++++ EXCERPTED RECORDS ++++

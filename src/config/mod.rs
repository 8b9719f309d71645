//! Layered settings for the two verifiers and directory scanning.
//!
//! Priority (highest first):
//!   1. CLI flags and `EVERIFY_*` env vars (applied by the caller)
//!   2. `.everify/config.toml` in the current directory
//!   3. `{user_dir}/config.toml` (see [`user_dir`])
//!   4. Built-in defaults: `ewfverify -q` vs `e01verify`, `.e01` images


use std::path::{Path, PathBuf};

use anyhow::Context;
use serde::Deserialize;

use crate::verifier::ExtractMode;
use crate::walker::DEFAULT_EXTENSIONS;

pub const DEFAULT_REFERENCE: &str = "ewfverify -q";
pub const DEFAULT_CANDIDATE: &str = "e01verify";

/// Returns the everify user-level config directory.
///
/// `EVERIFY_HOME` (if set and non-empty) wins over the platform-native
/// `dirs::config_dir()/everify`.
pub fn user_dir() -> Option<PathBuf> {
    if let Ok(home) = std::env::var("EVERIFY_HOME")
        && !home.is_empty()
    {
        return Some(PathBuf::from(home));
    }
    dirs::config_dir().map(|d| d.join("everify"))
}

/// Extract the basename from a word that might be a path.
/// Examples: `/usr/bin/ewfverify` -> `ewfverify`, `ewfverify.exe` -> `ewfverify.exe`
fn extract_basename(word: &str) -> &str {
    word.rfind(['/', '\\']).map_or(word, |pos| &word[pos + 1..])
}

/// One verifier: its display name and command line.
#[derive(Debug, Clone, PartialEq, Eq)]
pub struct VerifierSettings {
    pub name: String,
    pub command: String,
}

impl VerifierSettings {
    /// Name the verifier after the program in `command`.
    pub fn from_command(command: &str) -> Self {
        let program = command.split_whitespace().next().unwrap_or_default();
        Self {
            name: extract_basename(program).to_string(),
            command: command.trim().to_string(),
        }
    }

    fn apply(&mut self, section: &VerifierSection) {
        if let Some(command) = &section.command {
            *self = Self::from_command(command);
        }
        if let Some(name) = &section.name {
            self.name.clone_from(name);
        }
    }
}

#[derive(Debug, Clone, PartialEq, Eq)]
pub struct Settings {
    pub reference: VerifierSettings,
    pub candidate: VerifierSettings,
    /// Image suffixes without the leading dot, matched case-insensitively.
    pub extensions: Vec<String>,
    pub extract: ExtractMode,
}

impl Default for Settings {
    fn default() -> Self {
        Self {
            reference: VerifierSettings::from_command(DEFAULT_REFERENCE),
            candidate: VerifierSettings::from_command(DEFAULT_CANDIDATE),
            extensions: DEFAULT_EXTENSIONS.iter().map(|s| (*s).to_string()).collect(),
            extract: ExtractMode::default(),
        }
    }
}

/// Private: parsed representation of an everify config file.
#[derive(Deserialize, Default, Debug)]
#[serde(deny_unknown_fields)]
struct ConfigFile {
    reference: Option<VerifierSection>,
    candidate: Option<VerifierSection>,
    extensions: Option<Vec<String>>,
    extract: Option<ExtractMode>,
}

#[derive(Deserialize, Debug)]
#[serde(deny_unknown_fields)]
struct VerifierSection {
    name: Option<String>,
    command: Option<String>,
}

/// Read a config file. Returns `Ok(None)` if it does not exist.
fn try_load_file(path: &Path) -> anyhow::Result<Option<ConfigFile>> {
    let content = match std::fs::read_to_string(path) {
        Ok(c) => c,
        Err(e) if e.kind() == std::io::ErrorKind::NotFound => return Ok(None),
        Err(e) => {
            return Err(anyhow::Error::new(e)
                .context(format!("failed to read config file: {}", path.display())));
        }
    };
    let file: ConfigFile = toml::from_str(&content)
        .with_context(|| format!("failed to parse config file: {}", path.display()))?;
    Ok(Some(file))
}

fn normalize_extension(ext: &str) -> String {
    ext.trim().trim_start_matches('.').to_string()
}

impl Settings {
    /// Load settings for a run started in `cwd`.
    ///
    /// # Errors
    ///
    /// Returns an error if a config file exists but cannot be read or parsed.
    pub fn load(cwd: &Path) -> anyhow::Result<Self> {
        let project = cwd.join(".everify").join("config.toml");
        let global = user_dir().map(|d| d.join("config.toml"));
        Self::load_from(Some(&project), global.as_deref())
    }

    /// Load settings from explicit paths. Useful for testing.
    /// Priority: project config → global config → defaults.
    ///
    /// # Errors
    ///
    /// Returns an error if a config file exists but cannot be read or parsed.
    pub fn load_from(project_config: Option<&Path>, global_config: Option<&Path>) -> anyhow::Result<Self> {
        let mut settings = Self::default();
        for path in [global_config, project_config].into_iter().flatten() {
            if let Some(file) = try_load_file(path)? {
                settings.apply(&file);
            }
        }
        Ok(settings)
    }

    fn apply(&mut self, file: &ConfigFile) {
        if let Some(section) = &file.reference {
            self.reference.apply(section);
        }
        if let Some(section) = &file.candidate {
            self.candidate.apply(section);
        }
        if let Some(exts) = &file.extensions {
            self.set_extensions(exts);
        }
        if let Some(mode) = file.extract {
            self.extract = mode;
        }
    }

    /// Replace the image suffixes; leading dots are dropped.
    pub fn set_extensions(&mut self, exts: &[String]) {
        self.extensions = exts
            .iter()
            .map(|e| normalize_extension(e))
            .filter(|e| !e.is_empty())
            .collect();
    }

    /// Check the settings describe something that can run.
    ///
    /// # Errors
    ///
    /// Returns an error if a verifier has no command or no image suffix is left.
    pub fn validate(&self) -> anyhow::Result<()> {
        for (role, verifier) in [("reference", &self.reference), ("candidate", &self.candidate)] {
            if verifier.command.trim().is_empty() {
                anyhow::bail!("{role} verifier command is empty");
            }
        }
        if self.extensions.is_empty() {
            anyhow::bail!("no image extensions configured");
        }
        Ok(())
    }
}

++++
++++ EXCERPTED RECORDS ++++

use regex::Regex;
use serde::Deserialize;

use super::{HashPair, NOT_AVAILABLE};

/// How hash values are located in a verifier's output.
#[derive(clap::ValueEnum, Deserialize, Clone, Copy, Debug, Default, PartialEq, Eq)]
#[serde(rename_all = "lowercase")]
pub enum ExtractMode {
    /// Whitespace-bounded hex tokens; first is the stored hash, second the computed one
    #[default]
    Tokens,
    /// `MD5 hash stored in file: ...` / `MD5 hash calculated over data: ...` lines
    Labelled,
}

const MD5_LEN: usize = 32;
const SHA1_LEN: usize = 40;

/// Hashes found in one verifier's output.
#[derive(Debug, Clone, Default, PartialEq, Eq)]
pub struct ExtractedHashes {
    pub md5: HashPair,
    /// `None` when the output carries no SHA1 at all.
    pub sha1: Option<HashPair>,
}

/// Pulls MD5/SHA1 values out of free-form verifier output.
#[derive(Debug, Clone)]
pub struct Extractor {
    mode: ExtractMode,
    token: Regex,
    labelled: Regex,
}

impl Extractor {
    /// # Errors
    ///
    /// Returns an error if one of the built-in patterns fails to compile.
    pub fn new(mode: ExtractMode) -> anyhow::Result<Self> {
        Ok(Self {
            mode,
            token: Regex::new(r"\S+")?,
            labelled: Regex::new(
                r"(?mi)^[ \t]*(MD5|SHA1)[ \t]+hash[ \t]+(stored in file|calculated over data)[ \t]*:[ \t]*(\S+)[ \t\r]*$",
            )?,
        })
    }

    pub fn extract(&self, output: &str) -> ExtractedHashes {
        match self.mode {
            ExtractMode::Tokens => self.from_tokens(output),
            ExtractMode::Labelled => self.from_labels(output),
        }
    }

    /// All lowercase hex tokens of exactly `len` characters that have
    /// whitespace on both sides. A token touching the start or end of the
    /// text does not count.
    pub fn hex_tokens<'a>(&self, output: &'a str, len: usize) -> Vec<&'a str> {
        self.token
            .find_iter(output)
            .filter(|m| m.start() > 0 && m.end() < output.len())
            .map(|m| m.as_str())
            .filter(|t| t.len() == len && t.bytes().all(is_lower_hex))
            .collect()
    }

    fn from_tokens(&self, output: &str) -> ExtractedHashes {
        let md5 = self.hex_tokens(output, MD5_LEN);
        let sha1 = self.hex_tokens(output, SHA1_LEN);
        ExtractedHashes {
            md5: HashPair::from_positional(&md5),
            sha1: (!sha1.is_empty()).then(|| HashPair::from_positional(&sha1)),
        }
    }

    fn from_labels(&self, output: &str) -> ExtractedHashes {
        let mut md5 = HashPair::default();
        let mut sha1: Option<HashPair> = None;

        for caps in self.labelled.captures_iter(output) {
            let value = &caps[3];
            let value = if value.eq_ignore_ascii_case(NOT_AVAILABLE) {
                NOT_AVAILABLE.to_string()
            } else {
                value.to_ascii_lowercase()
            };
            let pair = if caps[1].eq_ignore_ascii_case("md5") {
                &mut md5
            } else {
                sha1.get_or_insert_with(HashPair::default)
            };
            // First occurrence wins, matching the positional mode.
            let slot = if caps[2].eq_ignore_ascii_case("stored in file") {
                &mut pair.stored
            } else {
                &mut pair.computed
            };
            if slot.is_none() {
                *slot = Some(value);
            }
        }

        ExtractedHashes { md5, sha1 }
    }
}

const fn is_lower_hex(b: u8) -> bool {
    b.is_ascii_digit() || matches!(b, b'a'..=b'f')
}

++++

TASK REQUIREMENTS
Exactly the lines above from the one with "filename src/config/mod.rs" to the one with "if let Some(command)", both included, are to be quoted; leave the rest out.

WRITTEN ANSWER
filename src/config/mod.rs
repository 8b9719f309d71645
//! Layered settings for the two verifiers and directory scanning.
//!
//! Priority (highest first):
//!   1. CLI flags and `EVERIFY_*` env vars (applied by the caller)
//!   2. `.everify/config.toml` in the current directory
//!   3. `{user_dir}/config.toml` (see [`user_dir`])
//!   4. Built-in defaults: `ewfverify -q` vs `e01verify`, `.e01` images


use std::path::{Path, PathBuf};

use anyhow::Context;
use serde::Deserialize;

use crate::verifier::ExtractMode;
use crate::walker::DEFAULT_EXTENSIONS;

pub const DEFAULT_REFERENCE: &str = "ewfverify -q";
pub const DEFAULT_CANDIDATE: &str = "e01verify";

/// Returns the everify user-level config directory.
///
/// `EVERIFY_HOME` (if set and non-empty) wins over the platform-native
/// `dirs::config_dir()/everify`.
pub fn user_dir() -> Option<PathBuf> {
    if let Ok(home) = std::env::var("EVERIFY_HOME")
        && !home.is_empty()
    {
        return Some(PathBuf::from(home));
    }
    dirs::config_dir().map(|d| d.join("everify"))
}

/// Extract the basename from a word that might be a path.
/// Examples: `/usr/bin/ewfverify` -> `ewfverify`, `ewfverify.exe` -> `ewfverify.exe`
fn extract_basename(word: &str) -> &str {
    word.rfind(['/', '\\']).map_or(word, |pos| &word[pos + 1..])
}

/// One verifier: its display name and command line.
#[derive(Debug, Clone, PartialEq, Eq)]
pub struct VerifierSettings {
    pub name: String,
    pub command: String,
}

impl VerifierSettings {
    /// Name the verifier after the program in `command`.
    pub fn from_command(command: &str) -> Self {
        let program = command.split_whitespace().next().unwrap_or_default();
        Self {
            name: extract_basename(program).to_string(),
            command: command.trim().to_string(),
        }
    }

    fn apply(&mut self, section: &VerifierSection) {
        if let Some(command) = &section.command {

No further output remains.